JAEJA.id – Pemerintah Kabupaten Luwu Timur serahkan ranperda Pertanggungjawaban Pelaksanaan APBD Tahun Anggaran 2025 dalam rapat paripurna DPRD, Senin (29/6/2026).
Rapat dipimpin Ketua DPRD Ober Datte bersama jajaran pimpinan dewan serta dihadiri unsur Forkopimda, kepala perangkat daerah, dan tamu undangan lainnya.
WTP ke-14 Jadi Bukti Tata Kelola Keuangan
Bupati Luwu Timur, Irwan Bachri Syam, mengatakan penyampaian Ranperda tersebut merupakan kewajiban pemerintah daerah sesuai Undang-Undang Nomor 23 Tahun 2014 tentang Pemerintahan Daerah.
Laporan keuangan pemerintah daerah telah disusun berdasarkan Standar Akuntansi Pemerintahan serta diaudit Badan Pemeriksa Keuangan Republik Indonesia sebelum disampaikan kepada DPRD.
Hasil pemeriksaan kembali mengantarkan Pemerintah Kabupaten Luwu Timur meraih opini Wajar Tanpa Pengecualian atau WTP untuk keempat belas kalinya secara berturut-turut.
“Keberhasilan mempertahankan opini WTP ke-14 merupakan hasil kerja keras seluruh jajaran pemerintah daerah serta dukungan DPRD dalam mewujudkan tata kelola keuangan yang akuntabel dan transparan,” kata Irwan.
Pendapatan Daerah Capai Rp1,94 Triliun
Irwan menjelaskan realisasi pendapatan daerah tahun 2025 mencapai Rp1,94 triliun atau 91,39 persen dari target sebesar Rp2,12 triliun.

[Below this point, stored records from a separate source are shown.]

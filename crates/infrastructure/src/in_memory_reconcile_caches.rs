use std::collections::HashMap;

use async_trait::async_trait;
use tidegate_application::{FingerprintStore, NotificationCache, RevisionCache};
use tidegate_core::AppResult;
use tidegate_domain::{Fingerprint, NotificationEvent, ResourceKind};
use tokio::sync::RwLock;

/// In-memory fingerprint store, kept for the process lifetime.
#[derive(Default)]
pub struct InMemoryFingerprintStore {
    entries: RwLock<HashMap<(ResourceKind, String), Fingerprint>>,
}

impl InMemoryFingerprintStore {
    /// Creates an empty in-memory fingerprint store.
    #[must_use]
    pub fn new() -> Self {
        Self::default()
    }
}

#[async_trait]
impl FingerprintStore for InMemoryFingerprintStore {
    async fn get(&self, kind: ResourceKind, name: &str) -> AppResult<Option<Fingerprint>> {
        Ok(self
            .entries
            .read()
            .await
            .get(&(kind, name.to_owned()))
            .cloned())
    }

    async fn set(
        &self,
        kind: ResourceKind,
        name: &str,
        fingerprint: Fingerprint,
    ) -> AppResult<()> {
        self.entries
            .write()
            .await
            .insert((kind, name.to_owned()), fingerprint);
        Ok(())
    }
}

/// In-memory holder of the last sent notification.
#[derive(Default)]
pub struct InMemoryNotificationCache {
    last: RwLock<Option<NotificationEvent>>,
}

impl InMemoryNotificationCache {
    /// Creates an empty notification cache.
    #[must_use]
    pub fn new() -> Self {
        Self::default()
    }
}

#[async_trait]
impl NotificationCache for InMemoryNotificationCache {
    async fn get(&self) -> AppResult<Option<NotificationEvent>> {
        Ok(self.last.read().await.clone())
    }

    async fn set(&self, event: NotificationEvent) -> AppResult<()> {
        *self.last.write().await = Some(event);
        Ok(())
    }
}

/// In-memory holder of the last observed source revision.
#[derive(Default)]
pub struct InMemoryRevisionCache {
    revision: RwLock<Option<String>>,
}

impl InMemoryRevisionCache {
    /// Creates an empty revision cache.
    #[must_use]
    pub fn new() -> Self {
        Self::default()
    }
}

#[async_trait]
impl RevisionCache for InMemoryRevisionCache {
    async fn get(&self) -> AppResult<Option<String>> {
        Ok(self.revision.read().await.clone())
    }

    async fn set(&self, revision: &str) -> AppResult<()> {
        *self.revision.write().await = Some(revision.to_owned());
        Ok(())
    }
}
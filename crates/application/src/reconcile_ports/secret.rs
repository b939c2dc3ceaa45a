use std::collections::BTreeMap;

use async_trait::async_trait;
use chrono::{DateTime, Utc};
use tidegate_core::AppResult;

/// Secret value with the time it last changed in the store.
#[derive(Clone, PartialEq, Eq)]
pub struct SecretValue {
    /// Literal secret value.
    pub value: String,
    /// Last change time reported by the store.
    pub changed_at: DateTime<Utc>,
}

impl std::fmt::Debug for SecretValue {
    fn fmt(&self, formatter: &mut std::fmt::Formatter<'_>) -> std::fmt::Result {
        formatter
            .debug_struct("SecretValue")
            .field("value", &"<redacted>")
            .field("changed_at", &self.changed_at)
            .finish()
    }
}

/// Port for the external secret store.
#[async_trait]
pub trait SecretStore: Send + Sync {
    /// Lists secret names with their last change time.
    async fn list_items(&self) -> AppResult<BTreeMap<String, DateTime<Utc>>>;

    /// Reads one secret value.
    async fn get(&self, name: &str) -> AppResult<SecretValue>;
}
use async_trait::async_trait;
use tidegate_core::AppResult;
use tidegate_domain::NotificationEvent;

/// Port for delivering pass outcome notifications.
#[async_trait]
pub trait Notifier: Send + Sync {
    /// Sends one notification event.
    async fn send(&self, event: &NotificationEvent) -> AppResult<()>;
}
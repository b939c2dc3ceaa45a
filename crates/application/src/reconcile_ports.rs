mod cache;
mod metrics;
mod notification;
mod remote;
mod secret;
mod source;

pub use cache::{FingerprintStore, NotificationCache, RevisionCache};
pub use metrics::MetricsSink;
pub use notification::Notifier;
pub use remote::ResourceRemote;
pub use secret::{SecretStore, SecretValue};
pub use source::{DeclaredSource, ManifestSource};
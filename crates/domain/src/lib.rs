//! Domain entities and invariants.

#![forbid(unsafe_code)]

mod declared;
mod fingerprint;
mod live;
mod notification;
mod resource;

pub use declared::{
    DeclaredEntry, DeclaredSnapshot, DeclaredState, ImageReplacement, RemoteSecretReference,
    ResourceSpecification, ResourceSpecificationInput,
};
pub use fingerprint::{ChangeReason, Fingerprint, content_hash, round_to_millisecond};
pub use live::{LiveResource, LiveState};
pub use notification::{NotificationEvent, NotificationState};
pub use resource::{MANAGED_TAG_KEY, REGISTRY_SECRET_NAME, ResourceKind, sanitize_location};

Pendapatan Asli Daerah bahkan melampaui target dengan realisasi Rp482,92 miliar atau mencapai 100,15 persen selama tahun anggaran berjalan.
Sementara itu, realisasi belanja dan transfer mencapai Rp1,90 triliun sehingga pemerintah daerah membukukan surplus sekitar Rp36,4 miliar dengan SiLPA Rp21,6 miliar.
Pada rapat yang sama, DPRD Luwu Timur juga menyetujui tiga Ranperda menjadi Peraturan Daerah, meliputi Pemajuan Kebudayaan, Cadangan Pangan Pemerintah Daerah, serta RP3KP Tahun 2025–2045.(*)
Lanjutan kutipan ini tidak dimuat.